Please report every line from the material that contains the word "gave".

Start of Working data

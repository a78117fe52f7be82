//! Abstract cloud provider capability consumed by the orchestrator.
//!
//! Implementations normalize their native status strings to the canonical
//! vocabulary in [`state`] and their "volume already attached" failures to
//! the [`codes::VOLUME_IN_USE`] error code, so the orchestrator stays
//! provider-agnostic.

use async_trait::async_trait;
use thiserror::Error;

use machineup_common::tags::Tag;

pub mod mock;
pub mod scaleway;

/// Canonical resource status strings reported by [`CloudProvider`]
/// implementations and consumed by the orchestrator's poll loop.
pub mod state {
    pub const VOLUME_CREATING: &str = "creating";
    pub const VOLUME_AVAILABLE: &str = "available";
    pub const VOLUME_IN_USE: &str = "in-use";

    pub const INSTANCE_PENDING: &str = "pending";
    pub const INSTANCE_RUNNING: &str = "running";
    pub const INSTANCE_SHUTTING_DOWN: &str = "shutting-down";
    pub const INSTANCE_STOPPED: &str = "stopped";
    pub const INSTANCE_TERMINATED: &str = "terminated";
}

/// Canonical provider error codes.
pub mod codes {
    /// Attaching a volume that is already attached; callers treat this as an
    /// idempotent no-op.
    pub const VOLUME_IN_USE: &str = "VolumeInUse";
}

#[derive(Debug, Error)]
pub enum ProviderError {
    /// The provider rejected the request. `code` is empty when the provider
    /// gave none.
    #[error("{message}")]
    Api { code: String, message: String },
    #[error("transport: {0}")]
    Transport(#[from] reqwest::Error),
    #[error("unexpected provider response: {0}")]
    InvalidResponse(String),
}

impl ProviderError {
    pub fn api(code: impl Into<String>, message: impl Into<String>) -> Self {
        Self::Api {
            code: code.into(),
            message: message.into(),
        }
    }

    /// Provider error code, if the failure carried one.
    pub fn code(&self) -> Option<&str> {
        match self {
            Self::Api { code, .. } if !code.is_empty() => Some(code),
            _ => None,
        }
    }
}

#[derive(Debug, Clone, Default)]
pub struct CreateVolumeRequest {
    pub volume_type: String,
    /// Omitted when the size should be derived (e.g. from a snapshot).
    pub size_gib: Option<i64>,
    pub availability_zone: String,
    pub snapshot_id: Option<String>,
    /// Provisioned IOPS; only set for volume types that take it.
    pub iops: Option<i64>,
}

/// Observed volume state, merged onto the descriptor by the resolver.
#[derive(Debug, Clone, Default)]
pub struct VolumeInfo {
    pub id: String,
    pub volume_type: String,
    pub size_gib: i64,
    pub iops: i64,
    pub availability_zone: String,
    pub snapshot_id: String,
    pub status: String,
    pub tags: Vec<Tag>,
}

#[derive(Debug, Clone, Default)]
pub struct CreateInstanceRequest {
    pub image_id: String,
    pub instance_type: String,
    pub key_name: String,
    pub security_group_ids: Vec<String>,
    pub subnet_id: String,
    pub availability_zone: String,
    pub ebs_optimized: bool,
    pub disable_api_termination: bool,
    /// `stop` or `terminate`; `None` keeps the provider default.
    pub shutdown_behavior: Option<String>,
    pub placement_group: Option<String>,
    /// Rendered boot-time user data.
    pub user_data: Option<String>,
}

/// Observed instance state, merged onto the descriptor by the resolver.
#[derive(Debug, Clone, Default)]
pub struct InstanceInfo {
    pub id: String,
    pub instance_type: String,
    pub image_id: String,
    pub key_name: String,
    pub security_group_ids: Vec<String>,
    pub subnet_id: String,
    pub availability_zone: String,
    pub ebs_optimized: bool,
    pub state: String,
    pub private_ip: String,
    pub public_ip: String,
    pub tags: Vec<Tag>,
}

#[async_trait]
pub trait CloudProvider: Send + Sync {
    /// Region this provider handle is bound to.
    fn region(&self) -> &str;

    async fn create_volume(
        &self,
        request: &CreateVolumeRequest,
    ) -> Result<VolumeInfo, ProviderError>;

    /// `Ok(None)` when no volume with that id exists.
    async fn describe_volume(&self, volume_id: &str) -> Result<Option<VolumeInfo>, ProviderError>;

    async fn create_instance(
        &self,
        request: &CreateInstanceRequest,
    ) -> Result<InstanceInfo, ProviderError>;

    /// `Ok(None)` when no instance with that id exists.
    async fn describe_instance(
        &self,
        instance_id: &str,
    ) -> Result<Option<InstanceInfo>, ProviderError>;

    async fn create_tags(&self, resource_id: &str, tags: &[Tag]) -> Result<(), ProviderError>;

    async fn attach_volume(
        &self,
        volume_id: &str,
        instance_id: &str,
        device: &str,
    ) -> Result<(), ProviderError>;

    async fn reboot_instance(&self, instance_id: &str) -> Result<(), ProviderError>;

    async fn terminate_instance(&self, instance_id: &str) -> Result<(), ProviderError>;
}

End of Working data
Start of Working data

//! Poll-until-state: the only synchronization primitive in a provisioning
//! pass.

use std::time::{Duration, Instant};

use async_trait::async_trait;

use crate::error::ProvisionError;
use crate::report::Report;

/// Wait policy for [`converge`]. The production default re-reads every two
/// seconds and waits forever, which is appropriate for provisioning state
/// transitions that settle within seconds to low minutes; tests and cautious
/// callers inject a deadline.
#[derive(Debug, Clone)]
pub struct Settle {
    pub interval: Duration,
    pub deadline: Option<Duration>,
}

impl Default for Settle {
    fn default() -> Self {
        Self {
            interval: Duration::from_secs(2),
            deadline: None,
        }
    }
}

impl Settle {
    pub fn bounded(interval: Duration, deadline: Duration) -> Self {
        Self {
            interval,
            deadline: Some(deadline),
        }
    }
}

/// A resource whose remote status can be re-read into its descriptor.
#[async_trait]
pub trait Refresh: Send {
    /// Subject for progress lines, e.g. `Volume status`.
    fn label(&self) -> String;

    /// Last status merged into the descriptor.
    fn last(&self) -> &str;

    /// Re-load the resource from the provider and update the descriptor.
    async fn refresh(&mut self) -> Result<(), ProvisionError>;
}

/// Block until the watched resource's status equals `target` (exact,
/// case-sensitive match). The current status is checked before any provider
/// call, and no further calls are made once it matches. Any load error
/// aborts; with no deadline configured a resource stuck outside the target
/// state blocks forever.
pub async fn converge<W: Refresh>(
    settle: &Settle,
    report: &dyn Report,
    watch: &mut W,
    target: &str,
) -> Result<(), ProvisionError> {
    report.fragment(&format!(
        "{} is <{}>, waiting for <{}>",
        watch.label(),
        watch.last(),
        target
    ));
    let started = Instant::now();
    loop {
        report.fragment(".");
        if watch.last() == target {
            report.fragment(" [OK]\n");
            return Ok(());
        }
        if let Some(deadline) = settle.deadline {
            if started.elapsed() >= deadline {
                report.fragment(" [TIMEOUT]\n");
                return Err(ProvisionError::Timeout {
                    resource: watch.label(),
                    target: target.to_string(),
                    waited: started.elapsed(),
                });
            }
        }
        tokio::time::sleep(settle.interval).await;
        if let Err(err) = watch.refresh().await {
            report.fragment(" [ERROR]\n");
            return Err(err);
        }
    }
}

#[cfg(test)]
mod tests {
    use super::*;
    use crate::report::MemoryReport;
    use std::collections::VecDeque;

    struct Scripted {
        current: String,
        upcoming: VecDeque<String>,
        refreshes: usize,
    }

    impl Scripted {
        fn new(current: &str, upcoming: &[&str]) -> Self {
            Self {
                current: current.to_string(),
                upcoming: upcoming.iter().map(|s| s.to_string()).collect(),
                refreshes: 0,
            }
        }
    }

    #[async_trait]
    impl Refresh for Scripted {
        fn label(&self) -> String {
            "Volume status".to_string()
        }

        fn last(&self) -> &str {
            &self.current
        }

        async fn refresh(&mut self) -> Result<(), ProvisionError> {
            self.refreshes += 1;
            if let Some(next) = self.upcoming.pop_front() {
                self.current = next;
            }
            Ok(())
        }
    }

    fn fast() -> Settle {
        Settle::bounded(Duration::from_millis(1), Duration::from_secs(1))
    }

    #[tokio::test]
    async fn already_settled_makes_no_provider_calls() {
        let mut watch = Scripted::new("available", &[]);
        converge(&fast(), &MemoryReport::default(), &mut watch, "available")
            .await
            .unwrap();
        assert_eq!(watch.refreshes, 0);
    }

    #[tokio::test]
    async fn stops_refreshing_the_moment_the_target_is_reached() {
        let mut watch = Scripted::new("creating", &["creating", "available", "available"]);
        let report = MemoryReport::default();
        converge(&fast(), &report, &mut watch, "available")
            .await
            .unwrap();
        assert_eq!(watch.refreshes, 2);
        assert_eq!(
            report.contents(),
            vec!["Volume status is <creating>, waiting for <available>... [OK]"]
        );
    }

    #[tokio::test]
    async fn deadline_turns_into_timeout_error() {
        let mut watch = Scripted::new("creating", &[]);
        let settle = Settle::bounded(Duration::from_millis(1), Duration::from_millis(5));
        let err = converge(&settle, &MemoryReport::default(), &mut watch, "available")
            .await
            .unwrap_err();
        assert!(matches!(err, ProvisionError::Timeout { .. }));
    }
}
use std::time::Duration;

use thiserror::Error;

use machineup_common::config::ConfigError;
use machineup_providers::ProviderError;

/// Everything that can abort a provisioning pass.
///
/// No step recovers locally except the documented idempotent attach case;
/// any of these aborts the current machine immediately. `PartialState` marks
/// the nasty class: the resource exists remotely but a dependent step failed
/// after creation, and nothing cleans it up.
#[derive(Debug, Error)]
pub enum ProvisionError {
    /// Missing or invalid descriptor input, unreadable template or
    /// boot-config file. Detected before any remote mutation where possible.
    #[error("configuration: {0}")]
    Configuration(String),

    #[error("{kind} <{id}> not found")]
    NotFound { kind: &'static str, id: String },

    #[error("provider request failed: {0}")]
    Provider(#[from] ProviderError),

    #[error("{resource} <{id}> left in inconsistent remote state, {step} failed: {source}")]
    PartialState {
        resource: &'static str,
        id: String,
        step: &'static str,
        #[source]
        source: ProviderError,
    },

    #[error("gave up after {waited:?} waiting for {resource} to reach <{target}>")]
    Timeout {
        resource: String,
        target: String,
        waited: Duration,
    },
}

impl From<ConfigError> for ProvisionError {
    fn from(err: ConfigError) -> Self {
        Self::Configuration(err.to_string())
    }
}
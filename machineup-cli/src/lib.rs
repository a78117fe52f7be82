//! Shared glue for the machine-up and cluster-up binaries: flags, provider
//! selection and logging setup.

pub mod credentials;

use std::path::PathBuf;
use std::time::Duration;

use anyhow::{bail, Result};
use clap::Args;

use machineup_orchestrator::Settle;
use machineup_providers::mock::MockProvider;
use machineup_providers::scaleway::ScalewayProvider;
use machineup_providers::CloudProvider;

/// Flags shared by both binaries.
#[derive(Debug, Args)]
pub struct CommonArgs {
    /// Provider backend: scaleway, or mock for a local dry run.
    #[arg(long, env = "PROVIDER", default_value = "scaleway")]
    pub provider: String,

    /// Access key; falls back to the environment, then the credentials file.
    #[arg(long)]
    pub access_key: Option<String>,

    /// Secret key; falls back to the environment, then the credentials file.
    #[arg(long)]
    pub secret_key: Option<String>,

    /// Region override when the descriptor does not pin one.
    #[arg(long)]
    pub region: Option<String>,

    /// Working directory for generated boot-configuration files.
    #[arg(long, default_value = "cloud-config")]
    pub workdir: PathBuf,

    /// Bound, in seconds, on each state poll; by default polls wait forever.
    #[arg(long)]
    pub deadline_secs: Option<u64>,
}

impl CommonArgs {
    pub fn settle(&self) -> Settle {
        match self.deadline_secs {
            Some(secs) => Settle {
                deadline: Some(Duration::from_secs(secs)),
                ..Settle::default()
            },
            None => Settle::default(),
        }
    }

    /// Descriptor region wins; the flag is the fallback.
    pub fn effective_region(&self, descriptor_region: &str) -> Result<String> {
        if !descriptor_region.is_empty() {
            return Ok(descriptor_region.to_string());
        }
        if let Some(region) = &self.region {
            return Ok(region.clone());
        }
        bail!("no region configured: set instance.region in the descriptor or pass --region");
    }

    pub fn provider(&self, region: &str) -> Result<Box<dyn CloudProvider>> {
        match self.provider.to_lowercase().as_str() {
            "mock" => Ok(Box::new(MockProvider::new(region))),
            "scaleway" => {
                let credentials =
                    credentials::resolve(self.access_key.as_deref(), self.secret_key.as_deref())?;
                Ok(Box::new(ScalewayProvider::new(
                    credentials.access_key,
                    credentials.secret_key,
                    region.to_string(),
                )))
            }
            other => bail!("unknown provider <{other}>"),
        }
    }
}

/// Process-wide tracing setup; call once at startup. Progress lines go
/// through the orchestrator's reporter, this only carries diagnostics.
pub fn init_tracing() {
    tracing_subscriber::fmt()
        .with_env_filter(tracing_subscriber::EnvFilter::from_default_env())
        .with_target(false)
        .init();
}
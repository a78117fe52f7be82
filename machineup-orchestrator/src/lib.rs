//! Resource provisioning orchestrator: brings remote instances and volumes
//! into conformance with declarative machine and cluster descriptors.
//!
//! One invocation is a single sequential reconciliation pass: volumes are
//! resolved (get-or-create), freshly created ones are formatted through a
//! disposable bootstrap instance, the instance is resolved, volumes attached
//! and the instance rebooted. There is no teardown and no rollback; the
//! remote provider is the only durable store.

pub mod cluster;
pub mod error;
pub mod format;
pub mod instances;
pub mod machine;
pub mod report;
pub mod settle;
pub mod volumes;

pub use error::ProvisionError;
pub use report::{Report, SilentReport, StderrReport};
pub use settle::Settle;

End of Working data

**Exercise response**
    /// gave none.
    #[error("gave up after {waited:?} waiting for {resource} to reach <{target}>")]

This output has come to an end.